7. There are a kajillion examples, from Ru Paul's Drag Race on down to Pose. And, as an aside, I'm noticing the same thing with race. Like, Donald Glover's Atlanta doesn't just have black actors, it is BLACK, all the way down. New perspectives are (fitfully) emerging.

8. And -- at long last, the point of this thread -- it's fucking delightful! There seem to be lots of white dudes in rural & suburban America who are freaked out about it, who just want to see more Tim Allen sitcoms, but from where I'm sitting, it's a huge gift.

9. I mean, one thing it's really revealed is that protestant cis patriarchal white culture is booooring. Oh, it's another show about a middle-aged white guy in crisis, I wonder if the perky young woman at the coffee shop will give him new life... 😴💤

10. In that boring ass landscape comes, I dunno, Ru Paul, and WHAM, there's vibrancy & style & humor & compassion. Here's comes f'ing Beyonce at Coachella and WHAM. Just big splashes of color & life. And best of all ...

11. ... these are things I haven't seen before, lives I've never seen into, habits & forms of humor & styles & tropes that are not familiar to me. Sometimes, I, a straight white dude even feel (gasp) a little lost, or left out, like I'm watching from the wings, and that's FINE.

12. It is a good thing for me to feel -- a distant, faint echo of the alienation that everyone BUT me has felt for years.

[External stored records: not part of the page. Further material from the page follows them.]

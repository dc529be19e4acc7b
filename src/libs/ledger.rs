//! Form-submit layer over the record store.
//!
//! The ledger turns operator input into records: it validates time fields,
//! builds the record, appends it to the right (process, shift) list, and
//! answers summary queries. Validation failures come back as
//! [`EntryError`]s inside the `anyhow::Error` and nothing is written.
//!
//! ## Usage
//!
//! ```rust
//! use mest::db::store::MemoryStore;
//! use mest::libs::ledger::{MaintenanceInput, ShiftLedger, Span};
//! use mest::libs::shift::{ProcessId, Shift};
//!
//! let ledger = ShiftLedger::new(MemoryStore::new());
//! let p1 = ProcessId::new("P1");
//! let input = MaintenanceInput::new(Span::range("08:00", "08:30"), "clean");
//! let record = ledger.add_maintenance(&p1, Shift::A, input)?;
//! assert_eq!(record.duration_minutes, Some(30));
//! assert_eq!(ledger.summary(&p1, Shift::A)?.remaining_minutes, 450);
//! # Ok::<(), anyhow::Error>(())
//! ```

use crate::db::records::RecordStore;
use crate::db::store::KeyValueStore;
use crate::libs::error::EntryError;
use crate::libs::grouping::{GroupSnapshot, Grouping};
use crate::libs::record::{DowntimeRecord, MaintenanceRecord, RecordId, ShiftRecord};
use crate::libs::shift::{ProcessId, Shift};
use crate::libs::time_range::TimeRange;
use crate::libs::utilization::ProcessTimeSummary;
use anyhow::Result;

/// How long an entry lasted: a clock range or a direct minute count.
#[derive(Debug, Clone, PartialEq, Eq)]
pub enum Span {
    Range { start: String, end: String },
    Minutes(u32),
}

impl Span {
    pub fn range(start: impl Into<String>, end: impl Into<String>) -> Self {
        Span::Range {
            start: start.into(),
            end: end.into(),
        }
    }
}

#[derive(Debug, Clone, PartialEq, Eq)]
pub struct MaintenanceInput {
    pub span: Span,
    pub description: String,
    pub equipment: Option<String>,
    pub block: u32,
}

impl MaintenanceInput {
    pub fn new(span: Span, description: impl Into<String>) -> Self {
        Self {
            span,
            description: description.into(),
            equipment: None,
            block: 0,
        }
    }

    pub fn equipment(mut self, equipment: impl Into<String>) -> Self {
        let equipment = equipment.into();
        self.equipment = (!equipment.trim().is_empty()).then(|| equipment.trim().to_string());
        self
    }

    pub fn block(mut self, block: u32) -> Self {
        self.block = block;
        self
    }

    fn into_record(self) -> Result<MaintenanceRecord, EntryError> {
        Ok(match self.span {
            Span::Range { start, end } => {
                MaintenanceRecord::from_range(TimeRange::parse(&start, &end)?, &self.description, self.equipment, self.block)
            }
            Span::Minutes(minutes) => MaintenanceRecord::from_minutes(minutes, &self.description, self.equipment, self.block),
        })
    }
}

#[derive(Debug, Clone, PartialEq, Eq)]
pub struct DowntimeInput {
    pub span: Span,
    pub description: String,
    pub reason: String,
    pub block: u32,
}

impl DowntimeInput {
    pub fn new(span: Span, reason: impl Into<String>) -> Self {
        Self {
            span,
            description: String::new(),
            reason: reason.into(),
            block: 0,
        }
    }

    pub fn description(mut self, description: impl Into<String>) -> Self {
        self.description = description.into();
        self
    }

    pub fn block(mut self, block: u32) -> Self {
        self.block = block;
        self
    }

    fn into_record(self) -> Result<DowntimeRecord, EntryError> {
        Ok(match self.span {
            Span::Range { start, end } => {
                DowntimeRecord::from_range(TimeRange::parse(&start, &end)?, &self.description, &self.reason, self.block)
            }
            Span::Minutes(minutes) => DowntimeRecord::from_minutes(minutes, &self.description, &self.reason, self.block),
        })
    }
}

pub struct ShiftLedger<S> {
    records: RecordStore<S>,
}

impl<S: KeyValueStore> ShiftLedger<S> {
    pub fn new(store: S) -> Self {
        Self {
            records: RecordStore::new(store),
        }
    }

    pub fn records(&self) -> &RecordStore<S> {
        &self.records
    }

    pub fn maintenance(&self, process: &ProcessId, shift: Shift) -> Result<Vec<MaintenanceRecord>> {
        self.records.list(process, shift)
    }

    pub fn downtime(&self, process: &ProcessId, shift: Shift) -> Result<Vec<DowntimeRecord>> {
        self.records.list(process, shift)
    }

    /// Records a primary maintenance entry.
    pub fn add_maintenance(&self, process: &ProcessId, shift: Shift, input: MaintenanceInput) -> Result<MaintenanceRecord> {
        let record = input.into_record()?;
        self.records.append(process, shift, record.clone())?;
        tracing::info!(process = %process, shift = %shift, minutes = record.minutes(), "maintenance recorded");
        Ok(record)
    }

    /// Records an addendum to an existing primary entry.
    ///
    /// The source must be a primary entry of the same list; the addendum is
    /// placed in the source's block regardless of the block in `input`.
    pub fn add_addendum(
        &self,
        process: &ProcessId,
        shift: Shift,
        source: RecordId,
        input: MaintenanceInput,
    ) -> Result<MaintenanceRecord> {
        let existing = self.maintenance(process, shift)?;
        let primary = existing
            .iter()
            .find(|r| r.id == source)
            .ok_or_else(|| EntryError::RecordNotFound(source.to_string()))?;
        if primary.is_addendum() {
            return Err(EntryError::InvalidGroupSource(source).into());
        }

        let input = input.block(primary.block());
        let record = input.into_record()?.attach_to(source);
        self.records.append(process, shift, record.clone())?;
        tracing::info!(process = %process, shift = %shift, source = %source, "maintenance addendum recorded");
        Ok(record)
    }

    pub fn add_downtime(&self, process: &ProcessId, shift: Shift, input: DowntimeInput) -> Result<DowntimeRecord> {
        let record = input.into_record()?;
        self.records.append(process, shift, record.clone())?;
        tracing::info!(process = %process, shift = %shift, minutes = record.minutes(), "downtime recorded");
        Ok(record)
    }

    /// Deletes by position. Addenda of a deleted primary are kept.
    pub fn delete_maintenance_at(&self, process: &ProcessId, shift: Shift, index: usize) -> Result<Vec<MaintenanceRecord>> {
        self.records.delete_at(process, shift, index)
    }

    pub fn delete_downtime_at(&self, process: &ProcessId, shift: Shift, index: usize) -> Result<Vec<DowntimeRecord>> {
        self.records.delete_at(process, shift, index)
    }

    pub fn delete_maintenance(&self, process: &ProcessId, shift: Shift, id: RecordId) -> Result<Vec<MaintenanceRecord>> {
        self.records.delete_by_id(process, shift, id)
    }

    pub fn delete_downtime(&self, process: &ProcessId, shift: Shift, id: RecordId) -> Result<Vec<DowntimeRecord>> {
        self.records.delete_by_id(process, shift, id)
    }

    /// Resolves an id or unique id prefix against one list.
    pub fn resolve<R: ShiftRecord>(&self, process: &ProcessId, shift: Shift, prefix: &str) -> Result<RecordId> {
        let list: Vec<R> = self.records.list(process, shift)?;
        let mut matches = list.iter().map(|r| r.id()).filter(|id| id.matches_prefix(prefix));
        match (matches.next(), matches.next()) {
            (Some(id), None) => Ok(id),
            _ => Err(EntryError::RecordNotFound(prefix.to_string()).into()),
        }
    }

    /// Maintenance groups of one block with their combined minutes.
    pub fn groups(&self, process: &ProcessId, shift: Shift, block: u32) -> Result<Vec<GroupSnapshot>> {
        let records = self.maintenance(process, shift)?;
        Ok(records.group_block(block).iter().map(|g| g.snapshot()).collect())
    }

    pub fn summary(&self, process: &ProcessId, shift: Shift) -> Result<ProcessTimeSummary> {
        let maintenance = self.maintenance(process, shift)?;
        let downtime = self.downtime(process, shift)?;
        Ok(ProcessTimeSummary::calculate(&maintenance, &downtime))
    }
}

It widens my perspective, makes me more compassionate, makes me more *humble* -- there's so much I know nothing about!

13. We often talk about Pride as though it's something straight white culture is giving the LGBTQ community (here are some basic rights & representation, you're welcome), but my in personal experience, the gifts are mostly flowing in the other direction.

14. Since queer culture (and various other subcultures) have gained a greater voice & presence, US pop culture has become 10X more vibrant & interesting. That's awesome!

15. So, that's my Pride thought for the day (which I suppose I could have expressed more succinctly): THANK you to all the LGBTQ pioneers & warriors who fought to get here. In addition to the great moral & political triumphs, you've made culture so much more interesting!</fin>

You can follow @drvox.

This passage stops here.